On the morning of the 23d of April, he says the rain held up for a short time and he prepared to cross the river, now swollen and turbid. The bridge over which he carried his baggage was of the most primitive kind, while the donkeys had to swim. The passage occupied five hours, yet it was happily accomplished without any casualties. Reloading his baggage and wringing out his clothes, he set out again, leaving the river and following a path that led off in a northerly direction.
With his heart light and cheerful by being once more on the march and out of the damp and hateful valley, which was made still more hateful by the disgusting insect life that filled his tent, he ascended to higher ground, and passed with his caravan through successive glades, which opened one after another between forest clumps of trees hemmed in distantly by isolated peaks and scattered mountains. "Now and then," he says, "as we crested low eminences, we caught sight of the blue Usagara Mountains, bounding the horizon westerly and northerly, and looked down on a vast expanse of plain which lay between. At the foot of the lengthy slope, well watered by bubbling springs and mountain rills, we found a comfortable Khembi with well-made huts, which the natives call Simbo. It lies just two hours, or five miles, northwest from the Ungerengeri crossing."
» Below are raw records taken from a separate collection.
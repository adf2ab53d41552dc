//! HTTP Client Factory
//!
//! Provides a factory function for building reqwest clients with proxy support.

use std::time::Duration;

use crate::types::{LlmError, LlmResult};

/// Upper bound for a single provider round trip
const REQUEST_TIMEOUT: Duration = Duration::from_secs(180);

/// Build a `reqwest::Client` with the resolved proxy configuration.
///
/// - `Some(url)` -> configure proxy on the client (credentials may be embedded in the URL)
/// - `None` -> explicitly disable proxy (`no_proxy`), ignoring env vars
pub fn build_http_client(proxy_url: Option<&str>) -> LlmResult<reqwest::Client> {
    let mut builder = reqwest::Client::builder().timeout(REQUEST_TIMEOUT);
    match proxy_url {
        Some(raw) => {
            let parsed = url::Url::parse(raw).map_err(|e| LlmError::InvalidRequest {
                message: format!("Invalid proxy URL '{}': {}", raw, e),
            })?;
            let mut proxy =
                reqwest::Proxy::all(parsed.as_str()).map_err(|e| LlmError::InvalidRequest {
                    message: format!("Invalid proxy URL '{}': {}", raw, e),
                })?;
            if !parsed.username().is_empty() {
                proxy = proxy.basic_auth(parsed.username(), parsed.password().unwrap_or(""));
            }
            builder = builder.proxy(proxy);
        }
        None => {
            builder = builder.no_proxy();
        }
    }
    builder.build().map_err(|e| LlmError::Other {
        message: format!("Failed to build HTTP client: {}", e),
    })
}
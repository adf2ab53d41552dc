//! Data Models
//!
//! Engine-level data structures. The project data model lives in
//! `prompt_forge_core`.

pub mod settings;

pub use settings::*;
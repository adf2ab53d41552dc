//! LLM Provider Trait
//!
//! Defines the common interface for all LLM providers.

use std::sync::Arc;

use async_trait::async_trait;

use super::types::{
    LlmError, LlmRequestOptions, LlmResponse, LlmResult, Message, ProviderConfig, ProviderType,
};

/// Trait that all LLM providers must implement.
///
/// Provides a unified interface for:
/// - Single message completions (send_message)
/// - Health checking
#[async_trait]
pub trait LlmProvider: Send + Sync {
    /// Returns the provider name for identification.
    fn name(&self) -> &'static str;

    /// Returns the current model being used.
    fn model(&self) -> &str;

    /// Returns whether this provider supports multimodal content (images).
    fn supports_multimodal(&self) -> bool {
        false // Default: text-only
    }

    /// Send a message and get a complete response.
    ///
    /// # Arguments
    /// * `messages` - Conversation history
    /// * `system` - Optional system prompt
    /// * `request_options` - Per-request overrides
    ///
    /// # Returns
    /// Complete response from the model
    async fn send_message(
        &self,
        messages: Vec<Message>,
        system: Option<String>,
        request_options: LlmRequestOptions,
    ) -> LlmResult<LlmResponse>;

    /// Check if the provider is healthy and reachable.
    ///
    /// For API providers, this validates the API key.
    async fn health_check(&self) -> LlmResult<()>;

    /// Get the configuration for this provider.
    fn config(&self) -> &ProviderConfig;
}

/// Create an LLM provider from a ProviderConfig.
///
/// Factory function that maps ProviderType to the concrete provider implementation.
pub fn create_provider(config: ProviderConfig) -> LlmResult<Arc<dyn LlmProvider>> {
    use crate::{GeminiProvider, OpenAIProvider};

    let provider: Arc<dyn LlmProvider> = match config.provider {
        ProviderType::OpenAI => Arc::new(OpenAIProvider::new(config)?),
        ProviderType::Gemini => Arc::new(GeminiProvider::new(config)?),
    };
    Ok(provider)
}

/// Helper function to create an error for missing API key
pub fn missing_api_key_error(provider: &str) -> LlmError {
    LlmError::AuthenticationFailed {
        message: format!("API key not configured for {}", provider),
    }
}

/// Helper function to parse HTTP error status codes
pub fn parse_http_error(status: u16, body: &str, provider: &str) -> LlmError {
    match status {
        401 => LlmError::AuthenticationFailed {
            message: format!("{}: Invalid API key", provider),
        },
        403 => LlmError::AuthenticationFailed {
            message: format!("{}: Access denied", provider),
        },
        404 => LlmError::ModelNotFound {
            model: body.to_string(),
        },
        429 => LlmError::RateLimited {
            message: body.to_string(),
            retry_after: None,
        },
        400 => {
            let lower = body.to_lowercase();
            if lower.contains("context length") || lower.contains("too many tokens") {
                LlmError::ContextLengthExceeded {
                    message: body.to_string(),
                    max_tokens: None,
                }
            } else {
                LlmError::InvalidRequest {
                    message: body.to_string(),
                }
            }
        }
        500..=599 => LlmError::ServerError {
            message: body.to_string(),
            status: Some(status),
        },
        _ => LlmError::Other {
            message: format!("HTTP {}: {}", status, body),
        },
    }
}
//! Runtime Telemetry Types
//!
//! Console output captured from the sandboxed preview. The engine only
//! consumes these entries; the sandbox produces them.

use serde::{Deserialize, Serialize};

/// Console severity as reported by the sandbox.
#[derive(Debug, Clone, Copy, PartialEq, Eq, Hash, Serialize, Deserialize)]
#[serde(rename_all = "lowercase")]
pub enum ConsoleLevel {
    Debug,
    Log,
    Info,
    Warn,
    Error,
}

impl ConsoleLevel {
    pub fn is_error(&self) -> bool {
        matches!(self, ConsoleLevel::Error)
    }
}

impl std::fmt::Display for ConsoleLevel {
    fn fmt(&self, f: &mut std::fmt::Formatter<'_>) -> std::fmt::Result {
        match self {
            ConsoleLevel::Debug => write!(f, "debug"),
            ConsoleLevel::Log => write!(f, "log"),
            ConsoleLevel::Info => write!(f, "info"),
            ConsoleLevel::Warn => write!(f, "warn"),
            ConsoleLevel::Error => write!(f, "error"),
        }
    }
}

/// A single console emission.
#[derive(Debug, Clone, PartialEq, Serialize, Deserialize)]
#[serde(rename_all = "camelCase")]
pub struct ConsoleMessage {
    pub level: ConsoleLevel,
    pub payload: String,
    /// Capture timestamp (ISO 8601)
    pub timestamp: String,
}

impl ConsoleMessage {
    pub fn new(level: ConsoleLevel, payload: impl Into<String>) -> Self {
        Self {
            level,
            payload: payload.into(),
            timestamp: chrono::Utc::now().to_rfc3339(),
        }
    }

    pub fn error(payload: impl Into<String>) -> Self {
        Self::new(ConsoleLevel::Error, payload)
    }

    pub fn log(payload: impl Into<String>) -> Self {
        Self::new(ConsoleLevel::Log, payload)
    }
}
We here get incidentally the rapidity with which he traveled, where the face of the country and the roads gave him the greatest facilities for quick marching, two "hours or five miles," he says, which makes his best time two and a half miles an hour. In this open, beautiful country no villages or settlements could be seen, though he was told there were many in the mountain inclosures, the inhabitants of which were false, dishonest and murderous.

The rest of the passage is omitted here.